No one aside from IDs cares about ADDIE. What they care about is having their problem solved-- compliance, skill development, saving money, increasing revenue, better reputation. Show you can solve their problem. Learning is just the tool.
Hi, SME. Here is the content for review. Thanks!
Hi, SME. To stay on schedule, the review of this content needs to be completed by [insert date]. Thanks!
Establish accountability and ensure your projects stay on track by giving deadlines. Your SME is more likely to put time on their calendar if they have a deadline in mind.
Sure, we can add that too.
No, we already have to much. We can't add that.
How does this support the performance goal we set out to achieve? How does this help the learner to do [insert action]?
A course can quickly become everything and the kitchen sink (and so can your SOW). Instead of just saying yes or no, help to the SME understand how to consider the information.
Sure, SME, you're going to write the entire curriculum / curriculum outline, and then I'll just develop the course. Got it.
I appreciate your willingness to help, SME. In my experience, the curriculum development process works best when the SME and ID collaborate. I have some great strategies for helping people understand things more quickly and retain the information for longer so they can apply it later. Why don't we set up a working session so that we can hammer this out effectively and efficiently?
It can be hard to tell an SME, "well, no, designing this thing isn't your job," but ultimately, we owe it to our learners to do that. Remember, you've been hired for your expertise in learning. It would be a disservice not to offer it.
People who are selling courses / digital products are all just trying to take your money.
This particular product isn't for me.
In my own professional development, I'm focused on [insert goals and achievements].
In my experience with [insert program], this [insert awful thing] happened.

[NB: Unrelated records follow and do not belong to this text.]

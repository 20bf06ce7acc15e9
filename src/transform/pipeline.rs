//! Startup orchestration: fetch, parse, melt, and merge every feed into
//! the process-wide [`Dataset`].
//!
//! The dataset is built exactly once, before the server binds, and is
//! immutable afterwards. Each US feed is downloaded once and melted twice
//! (state rollup and county detail).
//!
//! # Example
//!
//! ```rust,ignore
//! use covidash::fetch::SourceClient;
//! use covidash::transform::{load_dataset, LoadPolicy};
//!
//! #[tokio::main]
//! async fn main() -> Result<(), Box<dyn std::error::Error>> {
//!     let client = SourceClient::from_env();
//!     let dataset = load_dataset(&client, &LoadPolicy::default()).await?;
//!     println!("{} combined rows", dataset.combined.len());
//!     Ok(())
//! }
//! ```

use chrono::NaiveDate;

use crate::api::logs::{log_info, log_success};
use crate::error::{LoadError, LoadResult};
use crate::fetch::{Feed, SourceClient};
use crate::models::{Dataset, MetricTable};
use crate::parser::{parse_wide_bytes, WideFrame};
use crate::transform::melt::{melt, MeltOptions};
use crate::transform::merge::{concat, merge, synthesize_recovered};

/// Data-shaping policy constants.
///
/// The recovered ratio is an undocumented approximation inherited from the
/// source data pipeline; it lives here, configurable, rather than hardcoded
/// at the call site.
#[derive(Debug, Clone, Copy)]
pub struct LoadPolicy {
    /// Fraction of confirmed counts reported as recovered for the US scope,
    /// which has no native recovered feed.
    pub us_recovered_ratio: f64,
    /// Drop US county observations before this date (sparse early noise).
    pub county_cutoff: NaiveDate,
}

impl Default for LoadPolicy {
    fn default() -> Self {
        Self {
            us_recovered_ratio: 0.11,
            county_cutoff: NaiveDate::from_ymd_opt(2020, 3, 1).expect("valid calendar date"),
        }
    }
}

/// Fetch all feeds and build the dashboard dataset.
///
/// Fatal on fetch exhaustion or structural feed problems: the process
/// cannot serve without its data.
pub async fn load_dataset(client: &SourceClient, policy: &LoadPolicy) -> LoadResult<Dataset> {
    log_info("Building world table...");
    let world = merge(vec![
        load_feed(client, Feed::GlobalConfirmed, &MeltOptions::state()).await?,
        load_feed(client, Feed::GlobalDeaths, &MeltOptions::state()).await?,
        load_feed(client, Feed::GlobalRecovered, &MeltOptions::state()).await?,
    ])?;
    log_success(format!("World table: {} rows", world.len()));

    log_info("Building US tables...");
    let us_confirmed = fetch_frame(client, Feed::UsConfirmed).await?;
    let us_deaths = fetch_frame(client, Feed::UsDeaths).await?;

    let mut us_states = merge(vec![
        melt(&us_confirmed, Feed::UsConfirmed.metric(), &MeltOptions::state())?,
        melt(&us_deaths, Feed::UsDeaths.metric(), &MeltOptions::state())?,
    ])?;
    synthesize_recovered(&mut us_states, policy.us_recovered_ratio);
    log_success(format!("US state table: {} rows", us_states.len()));

    let county_options = MeltOptions::county(policy.county_cutoff);
    let us_counties = merge(vec![
        melt(&us_confirmed, Feed::UsConfirmed.metric(), &county_options)?,
        melt(&us_deaths, Feed::UsDeaths.metric(), &county_options)?,
    ])?;
    log_success(format!("US county table: {} rows", us_counties.len()));

    let combined = concat(world, us_states);
    if combined.is_empty() {
        return Err(LoadError::EmptyDataset);
    }
    log_success(format!(
        "Dataset ready: {} combined rows, {} county rows",
        combined.len(),
        us_counties.len()
    ));

    Ok(Dataset::from_tables(combined, us_counties))
}

/// Download and parse one feed.
async fn fetch_frame(client: &SourceClient, feed: Feed) -> LoadResult<WideFrame> {
    log_info(format!("Fetching {}...", feed.file_name()));
    let bytes = client.fetch_csv(feed).await?;
    let frame = parse_wide_bytes(&bytes)?;
    log_success(format!(
        "{}: {} regions, {} columns",
        feed.file_name(),
        frame.len(),
        frame.headers.len()
    ));
    Ok(frame)
}

/// Download, parse, and melt one feed in a single step.
async fn load_feed(
    client: &SourceClient,
    feed: Feed,
    options: &MeltOptions,
) -> LoadResult<MetricTable> {
    let frame = fetch_frame(client, feed).await?;
    Ok(melt(&frame, feed.metric(), options)?)
}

I'm calling us IDs out. The conversations around digital products the last few months have been heated and kind of ugly. Yes, it's true-- I'm biased because I sell digital products-- but there are so many reasons why blanket statements like this about digital products are not good, even for the person saying it.
First, if you're working in the corporate arena what most business-minded people hear when you slam digital products and other attempts at entrepreneurship is "this person doesn't understand business." Second, people who went through a program that they found valuable feel shamed and excluded. Third, potential clients who might want to create online courses-- and hire you to do that for them-- won't because they think you think they're all crap.

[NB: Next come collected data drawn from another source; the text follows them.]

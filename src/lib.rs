//! # Covidash - COVID-19 case history dashboard backend
//!
//! Covidash fetches the Johns Hopkins CSSE time-series CSV feeds, reshapes
//! them into long-format in-memory tables, and serves chart-ready
//! per-region series over a JSON HTTP API.
//!
//! ## Architecture
//!
//! ```text
//! ┌─────────────┐     ┌─────────────┐     ┌─────────────┐     ┌─────────────┐
//! │  CSV Feeds  │────▶│    Melt     │────▶│    Merge    │────▶│   Dataset   │
//! │   (remote)  │     │ (wide→long) │     │ (join+cat)  │     │ (immutable) │
//! └─────────────┘     └─────────────┘     └─────────────┘     └─────────────┘
//!                                                                    │
//!                                  per request:  select → derive → chart JSON
//! ```
//!
//! The dataset is built once at startup; every user interaction is a pure
//! function of (dataset, selection).
//!
//! ## Quick Start
//!
//! ```rust,ignore
//! use covidash::fetch::SourceClient;
//! use covidash::transform::{load_dataset, LoadPolicy};
//! use covidash::series::{derive_daily, select_world, ChartData};
//! use covidash::models::{Metric, REGION_ALL};
//!
//! #[tokio::main]
//! async fn main() {
//!     let client = SourceClient::from_env();
//!     let dataset = load_dataset(&client, &LoadPolicy::default()).await.unwrap();
//!
//!     let rows = select_world(&dataset.combined, "US", REGION_ALL);
//!     let chart = ChartData::build(&derive_daily(&rows), &Metric::WORLD);
//!     println!("{} points", chart.dates.len());
//! }
//! ```
//!
//! ## Modules
//!
//! - [`error`] - Hierarchical error types
//! - [`models`] - Domain models (Metric, RegionKey, tables, Dataset)
//! - [`parser`] - Wide-CSV parsing with encoding auto-detection
//! - [`fetch`] - Feed catalog and HTTP download with retry
//! - [`transform`] - Melt, merge, and the startup pipeline
//! - [`series`] - Per-request selection, derivation, chart assembly
//! - [`api`] - HTTP API server

// Core modules
pub mod error;
pub mod models;

// Input
pub mod fetch;
pub mod parser;

// Table construction
pub mod transform;

// Per-request computation
pub mod series;

// HTTP API
pub mod api;

// =============================================================================
// Re-exports - Error types
// =============================================================================

pub use error::{CsvError, FetchError, LoadError, MergeError, ReshapeError, ServerError};

// =============================================================================
// Re-exports - Models
// =============================================================================

pub use models::{
    Dataset, DerivedRow, Metric, MetricRow, MetricTable, RegionKey, TimeSeriesRow, UnifiedTable,
    REGION_ALL,
};

// =============================================================================
// Re-exports - Parsing and fetching
// =============================================================================

pub use fetch::{Feed, SourceClient, BASE_URL_ENV, DEFAULT_BASE_URL};
pub use parser::{parse_wide_bytes, parse_wide_file, WideFrame};

// =============================================================================
// Re-exports - Transform
// =============================================================================

pub use transform::{
    concat, load_dataset, melt, merge, synthesize_recovered, Granularity, LoadPolicy, MeltOptions,
};

// =============================================================================
// Re-exports - Series
// =============================================================================

pub use series::{
    derive_daily, select_county, select_world, ChartData, MetricSeries, DATE_LABEL_FORMAT,
};

// =============================================================================
// Re-exports - API
// =============================================================================

pub use api::types::{error_response, OptionList, SeriesResponse};

// Server
pub mod server {
    pub use crate::api::server::start_server;
}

If you went through a program and have an issue with it, specify the program, the experience, and the issue. It's ok to call out poor business practice. Avoid making blanket statements.

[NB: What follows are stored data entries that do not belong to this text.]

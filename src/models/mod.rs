//! Domain models for the covidash data pipeline.
//!
//! This module contains the core data structures used throughout the pipeline:
//!
//! - [`Metric`] - the tracked measures (Confirmed, Deaths, Recovered)
//! - [`RegionKey`] - the identifier tuple locating one time series
//! - [`MetricRow`] / [`MetricTable`] - single-metric long-format tables (loader output)
//! - [`TimeSeriesRow`] / [`UnifiedTable`] - merged multi-metric tables
//! - [`DerivedRow`] - a merged observation extended with day-over-day deltas
//! - [`Dataset`] - the process-wide immutable table set

use chrono::NaiveDate;
use serde::{Deserialize, Serialize};
use std::collections::BTreeSet;
use std::fmt;

/// Sentinel subdivision value meaning "no finer subdivision selected/available".
pub const REGION_ALL: &str = "<all>";

// =============================================================================
// Metric
// =============================================================================

/// One of the tracked epidemiological measures.
///
/// Each metric owns a pair of column names: the cumulative running total
/// (`CumConfirmed`, ...) and the derived day-over-day increase
/// (`NewConfirmed`, ...).
#[derive(Debug, Clone, Copy, PartialEq, Eq, Hash, Serialize, Deserialize)]
pub enum Metric {
    Confirmed,
    Deaths,
    Recovered,
}

impl Metric {
    /// Metrics available in the world/US-state scope.
    pub const WORLD: [Metric; 3] = [Metric::Confirmed, Metric::Deaths, Metric::Recovered];

    /// Metrics available in the US-county scope (no native recovered feed).
    pub const US_COUNTY: [Metric; 2] = [Metric::Confirmed, Metric::Deaths];

    /// Parse a metric from its user-facing label (case-insensitive).
    pub fn from_label(label: &str) -> Option<Self> {
        match label.trim().to_ascii_lowercase().as_str() {
            "confirmed" => Some(Self::Confirmed),
            "deaths" => Some(Self::Deaths),
            "recovered" => Some(Self::Recovered),
            _ => None,
        }
    }

    /// User-facing label, as shown in metric selectors.
    pub fn label(&self) -> &'static str {
        match self {
            Self::Confirmed => "Confirmed",
            Self::Deaths => "Deaths",
            Self::Recovered => "Recovered",
        }
    }

    /// Column name of the cumulative running total.
    pub fn cum_column(&self) -> &'static str {
        match self {
            Self::Confirmed => "CumConfirmed",
            Self::Deaths => "CumDeaths",
            Self::Recovered => "CumRecovered",
        }
    }

    /// Column name of the derived day-over-day increase.
    pub fn new_column(&self) -> &'static str {
        match self {
            Self::Confirmed => "NewConfirmed",
            Self::Deaths => "NewDeaths",
            Self::Recovered => "NewRecovered",
        }
    }
}

impl fmt::Display for Metric {
    fn fmt(&self, f: &mut fmt::Formatter<'_>) -> fmt::Result {
        f.write_str(self.label())
    }
}

// =============================================================================
// Region Key
// =============================================================================

/// The identifier tuple that uniquely locates one time series.
///
/// `state` carries the [`REGION_ALL`] sentinel when no subdivision applies.
/// `county` is populated only in the US county-granularity table.
#[derive(Debug, Clone, PartialEq, Eq, Hash, Serialize, Deserialize)]
pub struct RegionKey {
    pub country: String,
    pub state: String,
    #[serde(skip_serializing_if = "Option::is_none")]
    pub county: Option<String>,
}

impl RegionKey {
    /// Key for a country-level or state-level series.
    pub fn new(country: impl Into<String>, state: impl Into<String>) -> Self {
        Self {
            country: country.into(),
            state: state.into(),
            county: None,
        }
    }

    /// Key for a county-level series.
    pub fn with_county(
        country: impl Into<String>,
        state: impl Into<String>,
        county: impl Into<String>,
    ) -> Self {
        Self {
            country: country.into(),
            state: state.into(),
            county: Some(county.into()),
        }
    }
}

// =============================================================================
// Single-Metric Tables (loader output)
// =============================================================================

/// One observation of a single metric.
#[derive(Debug, Clone, PartialEq)]
pub struct MetricRow {
    pub key: RegionKey,
    pub date: NaiveDate,
    pub value: i64,
}

/// A long-format table carrying one named metric.
///
/// Invariant: no duplicate `(key, date)` pair; rows are region-major with
/// dates ascending within each region.
#[derive(Debug, Clone)]
pub struct MetricTable {
    pub metric: Metric,
    pub rows: Vec<MetricRow>,
}

impl MetricTable {
    pub fn len(&self) -> usize {
        self.rows.len()
    }

    pub fn is_empty(&self) -> bool {
        self.rows.is_empty()
    }
}

// =============================================================================
// Merged Tables
// =============================================================================

/// One merged observation: all metrics for a region on a date.
///
/// `recovered` is `None` where neither native nor synthesized recovered
/// data exists (the US county scope); downstream derivation treats that
/// as a column of zeros.
#[derive(Debug, Clone, PartialEq, Serialize)]
pub struct TimeSeriesRow {
    #[serde(flatten)]
    pub key: RegionKey,
    pub date: NaiveDate,
    pub confirmed: i64,
    pub deaths: i64,
    #[serde(skip_serializing_if = "Option::is_none")]
    pub recovered: Option<i64>,
}

/// The full in-memory collection of merged observations for one scope.
///
/// Built once at startup, then read-only. Carries the same no-duplicate
/// `(key, date)` invariant as [`MetricTable`].
#[derive(Debug, Clone, Default)]
pub struct UnifiedTable {
    pub rows: Vec<TimeSeriesRow>,
}

impl UnifiedTable {
    pub fn new(rows: Vec<TimeSeriesRow>) -> Self {
        Self { rows }
    }

    pub fn len(&self) -> usize {
        self.rows.len()
    }

    pub fn is_empty(&self) -> bool {
        self.rows.is_empty()
    }

    /// Sorted distinct country names, for the primary selector.
    pub fn countries(&self) -> Vec<String> {
        let set: BTreeSet<&str> = self.rows.iter().map(|r| r.key.country.as_str()).collect();
        set.into_iter().map(String::from).collect()
    }

    /// Sorted distinct subdivisions of `country`, for the secondary selector.
    ///
    /// The [`REGION_ALL`] sentinel is always present so a country-level
    /// selection exists even for countries reported only per-subdivision.
    /// `"<all>"` sorts before any letter, so it is also the default option.
    pub fn states_of(&self, country: &str) -> Vec<String> {
        let mut set: BTreeSet<&str> = self
            .rows
            .iter()
            .filter(|r| r.key.country == country)
            .map(|r| r.key.state.as_str())
            .collect();
        set.insert(REGION_ALL);
        set.into_iter().map(String::from).collect()
    }

    /// Sorted distinct state names, for the US-county scope primary selector.
    pub fn states(&self) -> Vec<String> {
        let set: BTreeSet<&str> = self.rows.iter().map(|r| r.key.state.as_str()).collect();
        set.into_iter().map(String::from).collect()
    }

    /// Sorted distinct counties of `state`, for the US-county scope
    /// secondary selector. First entry doubles as the default selection.
    pub fn counties_of(&self, state: &str) -> Vec<String> {
        let set: BTreeSet<&str> = self
            .rows
            .iter()
            .filter(|r| r.key.state == state)
            .filter_map(|r| r.key.county.as_deref())
            .collect();
        set.into_iter().map(String::from).collect()
    }
}

// =============================================================================
// Derived Rows
// =============================================================================

/// A merged observation extended with day-over-day deltas.
///
/// Derived rows are ephemeral: computed per selection from a single
/// date-sorted region slice, never cached, never crossing region
/// boundaries. Region keys are dropped here, mirroring how the chart
/// layer consumes one region at a time.
#[derive(Debug, Clone, PartialEq, Serialize)]
#[serde(rename_all = "camelCase")]
pub struct DerivedRow {
    pub date: NaiveDate,
    pub cum_confirmed: i64,
    pub cum_deaths: i64,
    pub cum_recovered: i64,
    pub new_confirmed: i64,
    pub new_deaths: i64,
    pub new_recovered: i64,
}

impl DerivedRow {
    /// Cumulative value of one metric.
    pub fn cumulative(&self, metric: Metric) -> i64 {
        match metric {
            Metric::Confirmed => self.cum_confirmed,
            Metric::Deaths => self.cum_deaths,
            Metric::Recovered => self.cum_recovered,
        }
    }

    /// Day-over-day value of one metric. Never negative.
    pub fn delta(&self, metric: Metric) -> i64 {
        match metric {
            Metric::Confirmed => self.new_confirmed,
            Metric::Deaths => self.new_deaths,
            Metric::Recovered => self.new_recovered,
        }
    }
}

// =============================================================================
// Dataset
// =============================================================================

/// The process-wide immutable table set.
///
/// `combined` holds the world table concatenated with the US state-level
/// rollup (US states appear under country `"US"`); `us_counties` holds
/// the county-granularity US table. Construct via
/// [`crate::transform::pipeline::load_dataset`], or directly from tables
/// in tests.
#[derive(Debug, Clone)]
pub struct Dataset {
    pub combined: UnifiedTable,
    pub us_counties: UnifiedTable,
}

impl Dataset {
    /// Build a dataset from already-constructed tables.
    ///
    /// This is the injection seam: request handlers and tests receive a
    /// dataset as a read-only parameter, never through a mutable global.
    pub fn from_tables(combined: UnifiedTable, us_counties: UnifiedTable) -> Self {
        Self {
            combined,
            us_counties,
        }
    }
}

// =============================================================================
// Tests
// =============================================================================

Sure, I'll take on this project for [way below what I deserve].
My rate is [insert rate] for this kind of work.
I am willing to negotiate a bit on budget. What if we do [insert higher rate] for [reduced scope of work]? That way, you'll still get my expertise and guidance to set you on the right path, but you'll be able to complete the project within your budget.
Unfortunately, I don't think we're going to be able to make this budget work.
When you take on work for less than you're worth, you earn less and prevent good-paying clients from using your services. Don't be afraid to push back or offer alternatives if there's good potential there. Don't be afraid to lose business. There is always more opportunity waiting. You won't find it if your time is being occupied.
What would you add to the list?
Shifting my speech, even in small ways, has had a major impact on the success of my freelance business and people management abilities. When I'm positive, assertive, and business-minded, people are more likely to respond in the ways that I hope for.
I aim to continue refining my business communication skills in 2022.
What turns of phrase are you trying to break from your vocabulary this year?